凌晨五点多我们从山上下来,走到了卒坑源附近的一片荒地,天还没亮,周围静悄悄的,连个鬼影子都没有,我们将潜水装备和两捆铁刀塞进了车后备箱,这次算有惊无险,七十多把水银古宋代军刀加上一件厚度惊人的宋代金叶子,加起来大概能卖两百多万,眼下紧要任务是查清楚深水区那些吓人的东西是什么,反正我觉得就是传说中的毛西瓜。
回去途中,鱼哥耳朵又突然流血了,虽然流的血不多,但看着吓人。
我看向了把头。
“文斌,就让云峰陪你去一趟吧,检查检查,没坏处。”
把头说话了,鱼哥不在拒绝。
早上五点四十分,天蒙蒙亮,我们在客运站分开,我两转道去医院,豆芽仔负责开车回去。
“鱼哥,咱们不打车了,坐客车去,在过十来分钟有一辆到杭州的大巴,我去买两个包子,路上稍微垫吧垫吧。”
“这事儿整的,云峰,我觉得有些大题小做了,我自己的身体自己清楚,刚才身上是有点疼,可能是累着了,现在好了,不疼了。”

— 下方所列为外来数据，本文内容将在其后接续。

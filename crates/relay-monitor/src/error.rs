//! Error types for monitoring.

use thiserror::Error;

use relay_transactions::TransactionError;

#[derive(Debug, Error)]
pub enum MonitorError {
    #[error("A monitoring pass is already in progress")]
    SweepInProgress,

    #[error(transparent)]
    Transaction(#[from] TransactionError),

    #[error("Database error: {0}")]
    Database(#[from] sqlx::Error),

    #[error("Event serialization error: {0}")]
    Serialization(#[from] serde_json::Error),
}
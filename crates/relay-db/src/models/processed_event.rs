//! Consumer-side idempotence guard.
//!
//! Relies on the `(event_id, consumer_group)` primary key: whoever wins
//! the insert processes the event, everyone else skips.

use chrono::{DateTime, Utc};
use sqlx::postgres::PgExecutor;
use sqlx::FromRow;
use uuid::Uuid;

#[derive(Debug, Clone, FromRow)]
pub struct ProcessedEvent {
    pub event_id: Uuid,
    pub consumer_group: String,
    pub topic: String,
    pub processed_at: DateTime<Utc>,
}

impl ProcessedEvent {
    /// Try to claim an event for a consumer group.
    ///
    /// Returns true if this call won the claim, false if the event was
    /// already processed by the group.
    pub async fn try_mark<'e>(
        ex: impl PgExecutor<'e>,
        event_id: Uuid,
        consumer_group: &str,
        topic: &str,
    ) -> Result<bool, sqlx::Error> {
        let result = sqlx::query(
            r#"
            INSERT INTO processed_events (event_id, consumer_group, topic)
            VALUES ($1, $2, $3)
            ON CONFLICT (event_id, consumer_group) DO NOTHING
            "#,
        )
        .bind(event_id)
        .bind(consumer_group)
        .bind(topic)
        .execute(ex)
        .await?;
        Ok(result.rows_affected() > 0)
    }

    pub async fn is_processed<'e>(
        ex: impl PgExecutor<'e>,
        event_id: Uuid,
        consumer_group: &str,
    ) -> Result<bool, sqlx::Error> {
        let row: (bool,) = sqlx::query_as(
            r#"
            SELECT EXISTS(
                SELECT 1 FROM processed_events
                WHERE event_id = $1 AND consumer_group = $2
            )
            "#,
        )
        .bind(event_id)
        .bind(consumer_group)
        .fetch_one(ex)
        .await?;
        Ok(row.0)
    }
}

我劝道:“你听我的,就算没事儿,去查查也花不了多少时间,咱们就去上次小萱待的那家医院,有西瓜头的关系在,好使。”
吃了包子,我两赶在大巴发车前买票上了车。
我和鱼哥并排坐在过道位置,我我前面是一位打扮时尚的年轻女孩儿。
这女孩留着长发,她往座椅上一靠,那一头柔顺的直板黑发,自然垂落到了我面前。
可能是早上刚洗过,我能闻到一股明显的洗发水香味儿。
看着看着,我心里有点不舒服,便闭上了眼。
一百多公里,预计两个小时到,大巴开的晃晃悠悠,一晚上没合眼,随着时间推移,我和鱼哥逐渐睡着了。